Só quatro em cada 10 professores se sentem preparados para ensinar alunos com necessidades específicas

Apenas quatro em cada dez professores em Portugal se sentem preparados para dar aulas alunos com Necessidades Educativas Específicas (NEE), alertou a Ordem dos Psicólogos Portugueses (OPP), citando vários estudos.

© D.R.

“Os professores sentem que não têm as ferramentas necessárias para poder lidar com esses alunos [com NEE], tendo em conta que também têm de ter estratégias diferenciadas para os outros 20 e tal alunos que também têm dentro da sala”, disse à Lusa a bastonária da OPP, Sofia Ramalho.

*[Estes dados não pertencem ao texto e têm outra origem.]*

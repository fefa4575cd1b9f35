//! Items held by item-frame fixtures.

use indexmap::IndexMap;

use crate::codec::{BinaryReader, BinaryWriter};
use crate::error::{Error, Result};

/// Host-side encoding of a held item
pub trait ItemSerializer {
    type Item;

    /// Whether the item belongs to foreign content the host format cannot store
    fn needs_saving(&self, item: &Self::Item) -> bool;
    fn write_item(&self, item: &Self::Item, writer: &mut BinaryWriter);
    fn read_item(&self, reader: &mut BinaryReader) -> Result<Self::Item>;
}

/// Item-frame fixtures keyed by fixture id, in placement order
#[derive(Debug, Clone, PartialEq)]
pub struct ItemFrames<I> {
    frames: IndexMap<i32, I>,
}

impl<I> Default for ItemFrames<I> {
    fn default() -> Self {
        Self { frames: IndexMap::new() }
    }
}

impl<I> ItemFrames<I> {
    pub fn new() -> Self {
        Self::default()
    }

    pub fn insert(&mut self, id: i32, item: I) -> Option<I> {
        self.frames.insert(id, item)
    }

    pub fn get(&self, id: i32) -> Option<&I> {
        self.frames.get(&id)
    }

    pub fn get_mut(&mut self, id: i32) -> Option<&mut I> {
        self.frames.get_mut(&id)
    }

    pub fn len(&self) -> usize {
        self.frames.len()
    }

    pub fn is_empty(&self) -> bool {
        self.frames.is_empty()
    }

    pub fn iter(&self) -> impl Iterator<Item = (i32, &I)> {
        self.frames.iter().map(|(&id, item)| (id, item))
    }

    /// Fixtures whose item has to go into the extension section
    pub(crate) fn to_save<'a, S>(&'a self, serializer: &'a S) -> Vec<(i32, &'a I)>
    where
        S: ItemSerializer<Item = I>,
    {
        self.iter().filter(|(_, item)| serializer.needs_saving(item)).collect()
    }
}

pub(crate) fn write_items<I, S>(writer: &mut BinaryWriter, entries: &[(i32, &I)], serializer: &S)
where
    S: ItemSerializer<Item = I>,
{
    writer.write_i32_le(entries.len() as i32);
    for (id, item) in entries {
        writer.write_i32_le(*id);
        serializer.write_item(item, writer);
    }
}

/// Read saved items into their fixtures, returning how many were placed
pub(crate) fn read_items<S: ItemSerializer>(
    reader: &mut BinaryReader,
    frames: &mut ItemFrames<S::Item>,
    serializer: &S,
) -> Result<usize> {
    let count = reader.read_i32_le()?;
    if count < 0 {
        return Err(Error::NegativeCount(count));
    }
    for _ in 0..count {
        let id = reader.read_i32_le()?;
        let item = serializer.read_item(reader)?;
        let slot = frames.get_mut(id).ok_or(Error::MissingFixture(id))?;
        *slot = item;
    }
    Ok(count as usize)
}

Segundo um documento publicado esta semana pela OPP, que cita vários estudos, nomeadamente do Conselho Nacional de Educação (CNE) e da Organização para a Cooperação e Desenvolvimento Económico (OCDE) entre 2018 e 2023, só 39% dos professores referem sentir-se preparados para um modelo inclusivo, que integre crianças com NEE, e 42% indicam necessitar de formação nas áreas da equidade e diversidade.

As NEE são necessidades particulares de crianças e jovens que, ao longo do seu percurso escolar, precisam de respostas educativas diferenciadas – recursos, apoios e medidas específicas – para ultrapassar barreiras à aprendizagem e à participação, promovendo assim o seu desenvolvimento académico, pessoal e socioemocional.

O documento da OPP, publicado quando o Governo se prepara para rever o regime jurídico da educação inclusiva, refere também que 54% dos professores dizem precisar de formação para o ensino em turmas multiculturais.

Segundo a mesma fonte, mais de metade (57%) dos alunos com NEE graves passa mais de 40% do tempo afastado da turma.

A bastonária defendeu que a solução para os alunos com NEE não passa por retirá-los da sala de aula.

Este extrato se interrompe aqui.